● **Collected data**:
* * * *

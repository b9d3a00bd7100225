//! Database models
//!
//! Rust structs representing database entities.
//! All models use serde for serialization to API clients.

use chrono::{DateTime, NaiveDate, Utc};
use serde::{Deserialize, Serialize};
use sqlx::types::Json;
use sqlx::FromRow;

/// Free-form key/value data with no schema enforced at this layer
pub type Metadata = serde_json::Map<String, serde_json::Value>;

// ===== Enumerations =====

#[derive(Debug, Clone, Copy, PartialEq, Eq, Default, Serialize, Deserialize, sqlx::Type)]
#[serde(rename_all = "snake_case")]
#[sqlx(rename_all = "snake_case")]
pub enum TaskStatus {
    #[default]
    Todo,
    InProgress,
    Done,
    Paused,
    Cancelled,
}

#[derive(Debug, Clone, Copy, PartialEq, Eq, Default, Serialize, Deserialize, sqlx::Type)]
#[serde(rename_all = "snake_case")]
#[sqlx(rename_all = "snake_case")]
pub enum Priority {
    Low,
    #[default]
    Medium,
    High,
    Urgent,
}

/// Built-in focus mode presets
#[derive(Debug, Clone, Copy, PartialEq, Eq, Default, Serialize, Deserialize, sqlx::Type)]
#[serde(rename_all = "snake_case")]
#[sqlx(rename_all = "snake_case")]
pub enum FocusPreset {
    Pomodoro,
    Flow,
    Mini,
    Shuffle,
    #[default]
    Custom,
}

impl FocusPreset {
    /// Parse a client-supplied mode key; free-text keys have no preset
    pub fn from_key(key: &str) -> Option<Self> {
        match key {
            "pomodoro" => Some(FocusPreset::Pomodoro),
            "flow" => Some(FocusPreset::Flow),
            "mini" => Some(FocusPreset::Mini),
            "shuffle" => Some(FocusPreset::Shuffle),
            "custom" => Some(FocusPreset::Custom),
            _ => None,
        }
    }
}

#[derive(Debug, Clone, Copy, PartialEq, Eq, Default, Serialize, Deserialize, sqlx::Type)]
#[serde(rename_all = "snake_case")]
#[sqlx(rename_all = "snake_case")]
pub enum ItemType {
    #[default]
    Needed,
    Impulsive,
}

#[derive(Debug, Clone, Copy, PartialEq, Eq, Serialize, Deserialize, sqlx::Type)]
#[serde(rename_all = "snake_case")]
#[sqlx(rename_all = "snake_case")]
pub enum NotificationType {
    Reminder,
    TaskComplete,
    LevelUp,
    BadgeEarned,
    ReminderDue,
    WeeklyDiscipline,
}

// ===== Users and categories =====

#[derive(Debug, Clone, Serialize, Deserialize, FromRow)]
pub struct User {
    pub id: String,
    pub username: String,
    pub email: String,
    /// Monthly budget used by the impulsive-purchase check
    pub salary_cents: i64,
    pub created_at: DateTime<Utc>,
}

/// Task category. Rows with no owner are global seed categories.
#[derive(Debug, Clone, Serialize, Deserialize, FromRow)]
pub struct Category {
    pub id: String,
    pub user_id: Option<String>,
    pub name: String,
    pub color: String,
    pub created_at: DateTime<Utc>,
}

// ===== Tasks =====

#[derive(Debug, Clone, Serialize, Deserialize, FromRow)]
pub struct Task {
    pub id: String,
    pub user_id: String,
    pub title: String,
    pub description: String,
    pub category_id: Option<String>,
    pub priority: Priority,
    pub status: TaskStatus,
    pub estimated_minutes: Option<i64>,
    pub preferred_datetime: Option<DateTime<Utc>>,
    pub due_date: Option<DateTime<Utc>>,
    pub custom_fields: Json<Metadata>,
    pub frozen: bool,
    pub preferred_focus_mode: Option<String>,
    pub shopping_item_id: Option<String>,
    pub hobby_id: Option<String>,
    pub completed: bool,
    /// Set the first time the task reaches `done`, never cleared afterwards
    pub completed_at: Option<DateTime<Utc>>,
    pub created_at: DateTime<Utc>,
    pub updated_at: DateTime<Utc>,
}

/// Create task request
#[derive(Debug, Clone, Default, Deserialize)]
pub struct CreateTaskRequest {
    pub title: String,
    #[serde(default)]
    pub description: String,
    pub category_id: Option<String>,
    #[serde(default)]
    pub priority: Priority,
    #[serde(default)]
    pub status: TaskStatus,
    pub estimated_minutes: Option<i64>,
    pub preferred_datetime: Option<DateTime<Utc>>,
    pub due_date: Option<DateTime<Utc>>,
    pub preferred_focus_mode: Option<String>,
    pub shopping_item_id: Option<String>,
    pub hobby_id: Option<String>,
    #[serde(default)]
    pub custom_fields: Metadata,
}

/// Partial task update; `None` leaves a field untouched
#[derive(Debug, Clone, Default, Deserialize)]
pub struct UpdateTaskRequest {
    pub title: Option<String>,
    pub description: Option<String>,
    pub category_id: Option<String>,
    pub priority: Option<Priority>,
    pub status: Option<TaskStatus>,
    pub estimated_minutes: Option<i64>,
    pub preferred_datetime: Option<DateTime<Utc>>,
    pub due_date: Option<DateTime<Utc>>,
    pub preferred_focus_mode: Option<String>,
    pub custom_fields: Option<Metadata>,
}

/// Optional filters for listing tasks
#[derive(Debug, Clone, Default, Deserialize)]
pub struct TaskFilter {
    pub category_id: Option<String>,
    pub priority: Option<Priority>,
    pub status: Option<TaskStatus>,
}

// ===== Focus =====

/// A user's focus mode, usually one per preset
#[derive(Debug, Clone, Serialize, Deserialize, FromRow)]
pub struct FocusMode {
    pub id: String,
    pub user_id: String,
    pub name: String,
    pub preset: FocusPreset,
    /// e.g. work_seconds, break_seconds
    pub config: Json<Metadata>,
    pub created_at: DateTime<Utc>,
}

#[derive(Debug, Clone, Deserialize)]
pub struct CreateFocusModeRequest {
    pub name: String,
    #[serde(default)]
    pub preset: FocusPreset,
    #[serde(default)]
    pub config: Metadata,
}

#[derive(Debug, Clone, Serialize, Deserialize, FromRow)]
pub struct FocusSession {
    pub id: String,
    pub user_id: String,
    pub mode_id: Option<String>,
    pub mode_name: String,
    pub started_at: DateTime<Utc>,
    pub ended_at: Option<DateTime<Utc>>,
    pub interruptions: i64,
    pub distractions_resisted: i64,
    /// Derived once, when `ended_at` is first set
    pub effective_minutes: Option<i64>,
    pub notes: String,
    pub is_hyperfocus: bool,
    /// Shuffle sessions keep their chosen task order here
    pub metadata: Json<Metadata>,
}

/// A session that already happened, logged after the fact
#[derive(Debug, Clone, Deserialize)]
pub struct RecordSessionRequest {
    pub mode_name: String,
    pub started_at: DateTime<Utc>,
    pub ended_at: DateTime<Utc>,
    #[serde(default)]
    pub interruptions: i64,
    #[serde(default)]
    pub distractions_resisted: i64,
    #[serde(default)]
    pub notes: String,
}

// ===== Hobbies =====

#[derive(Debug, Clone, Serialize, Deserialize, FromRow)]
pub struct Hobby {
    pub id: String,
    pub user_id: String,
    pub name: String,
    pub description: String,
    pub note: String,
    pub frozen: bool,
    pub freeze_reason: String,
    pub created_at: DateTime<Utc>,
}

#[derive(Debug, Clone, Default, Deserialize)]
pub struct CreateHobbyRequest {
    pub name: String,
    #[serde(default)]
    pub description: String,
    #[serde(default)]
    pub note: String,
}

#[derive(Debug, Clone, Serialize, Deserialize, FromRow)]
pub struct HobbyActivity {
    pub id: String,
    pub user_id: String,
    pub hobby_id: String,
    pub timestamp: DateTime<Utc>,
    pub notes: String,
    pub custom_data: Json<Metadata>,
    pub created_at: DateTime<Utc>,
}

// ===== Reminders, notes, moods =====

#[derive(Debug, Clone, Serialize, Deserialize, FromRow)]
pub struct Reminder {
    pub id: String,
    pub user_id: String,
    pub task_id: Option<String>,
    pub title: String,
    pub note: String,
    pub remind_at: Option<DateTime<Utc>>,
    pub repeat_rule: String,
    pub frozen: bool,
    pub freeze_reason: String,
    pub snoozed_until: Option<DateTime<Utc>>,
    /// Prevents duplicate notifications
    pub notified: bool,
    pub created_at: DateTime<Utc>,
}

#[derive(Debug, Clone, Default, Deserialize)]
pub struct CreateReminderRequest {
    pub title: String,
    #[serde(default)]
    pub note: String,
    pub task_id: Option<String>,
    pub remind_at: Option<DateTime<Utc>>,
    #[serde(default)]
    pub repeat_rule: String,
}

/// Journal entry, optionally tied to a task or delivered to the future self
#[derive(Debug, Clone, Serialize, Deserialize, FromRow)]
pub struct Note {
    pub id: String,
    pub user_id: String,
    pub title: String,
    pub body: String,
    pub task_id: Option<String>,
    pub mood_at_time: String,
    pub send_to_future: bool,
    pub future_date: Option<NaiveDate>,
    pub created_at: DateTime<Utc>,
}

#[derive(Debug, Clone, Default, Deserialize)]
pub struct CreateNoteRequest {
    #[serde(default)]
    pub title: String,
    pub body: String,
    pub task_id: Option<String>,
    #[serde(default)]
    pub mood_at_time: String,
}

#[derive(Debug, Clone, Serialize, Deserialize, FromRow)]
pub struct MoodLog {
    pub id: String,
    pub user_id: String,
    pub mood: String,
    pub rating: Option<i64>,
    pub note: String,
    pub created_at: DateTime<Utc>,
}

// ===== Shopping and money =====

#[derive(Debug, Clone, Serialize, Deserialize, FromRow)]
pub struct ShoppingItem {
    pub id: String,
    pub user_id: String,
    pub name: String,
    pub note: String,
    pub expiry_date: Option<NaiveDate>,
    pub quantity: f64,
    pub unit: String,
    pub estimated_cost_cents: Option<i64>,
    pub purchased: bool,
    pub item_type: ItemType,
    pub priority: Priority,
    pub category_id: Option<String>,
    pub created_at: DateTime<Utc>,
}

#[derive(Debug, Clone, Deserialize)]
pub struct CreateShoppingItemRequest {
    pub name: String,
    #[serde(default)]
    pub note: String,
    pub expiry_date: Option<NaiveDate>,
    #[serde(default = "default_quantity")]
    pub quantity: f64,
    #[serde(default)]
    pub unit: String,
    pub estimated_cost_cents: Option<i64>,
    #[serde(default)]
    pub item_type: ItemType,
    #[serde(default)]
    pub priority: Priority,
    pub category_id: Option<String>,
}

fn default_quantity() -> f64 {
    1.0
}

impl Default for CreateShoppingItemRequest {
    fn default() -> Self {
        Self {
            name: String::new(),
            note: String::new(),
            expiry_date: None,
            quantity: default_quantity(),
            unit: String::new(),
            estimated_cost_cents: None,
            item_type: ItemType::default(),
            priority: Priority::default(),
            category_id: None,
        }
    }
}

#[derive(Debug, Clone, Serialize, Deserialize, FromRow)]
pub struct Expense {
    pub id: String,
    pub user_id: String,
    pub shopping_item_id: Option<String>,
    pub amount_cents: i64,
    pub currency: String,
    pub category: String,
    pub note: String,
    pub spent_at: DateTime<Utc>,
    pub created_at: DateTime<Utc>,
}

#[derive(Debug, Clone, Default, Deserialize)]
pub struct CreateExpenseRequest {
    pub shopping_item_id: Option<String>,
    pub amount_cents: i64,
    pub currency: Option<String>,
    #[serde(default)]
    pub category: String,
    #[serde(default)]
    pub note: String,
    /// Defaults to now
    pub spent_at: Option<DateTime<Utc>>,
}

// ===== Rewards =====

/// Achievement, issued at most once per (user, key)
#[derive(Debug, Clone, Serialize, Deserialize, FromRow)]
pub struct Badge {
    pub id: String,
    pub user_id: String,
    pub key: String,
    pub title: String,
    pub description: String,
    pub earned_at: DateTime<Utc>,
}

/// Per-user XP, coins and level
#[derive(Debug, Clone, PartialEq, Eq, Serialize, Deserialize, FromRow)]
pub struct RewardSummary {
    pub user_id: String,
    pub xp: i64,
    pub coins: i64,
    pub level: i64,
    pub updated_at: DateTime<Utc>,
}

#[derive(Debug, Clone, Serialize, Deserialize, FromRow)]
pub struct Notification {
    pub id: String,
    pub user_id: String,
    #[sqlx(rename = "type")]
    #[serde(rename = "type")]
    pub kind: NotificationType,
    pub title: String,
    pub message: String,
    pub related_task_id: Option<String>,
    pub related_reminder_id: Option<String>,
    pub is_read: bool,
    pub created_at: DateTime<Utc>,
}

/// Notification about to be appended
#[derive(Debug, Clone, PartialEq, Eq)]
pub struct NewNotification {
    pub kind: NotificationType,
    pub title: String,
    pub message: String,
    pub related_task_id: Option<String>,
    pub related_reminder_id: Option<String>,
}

* * * *

● **WORK REQUEST**: Pull out every line in the data above that has the word "impl".

● **SOLVED PROBLEM**:
impl FocusPreset {
impl Default for CreateShoppingItemRequest {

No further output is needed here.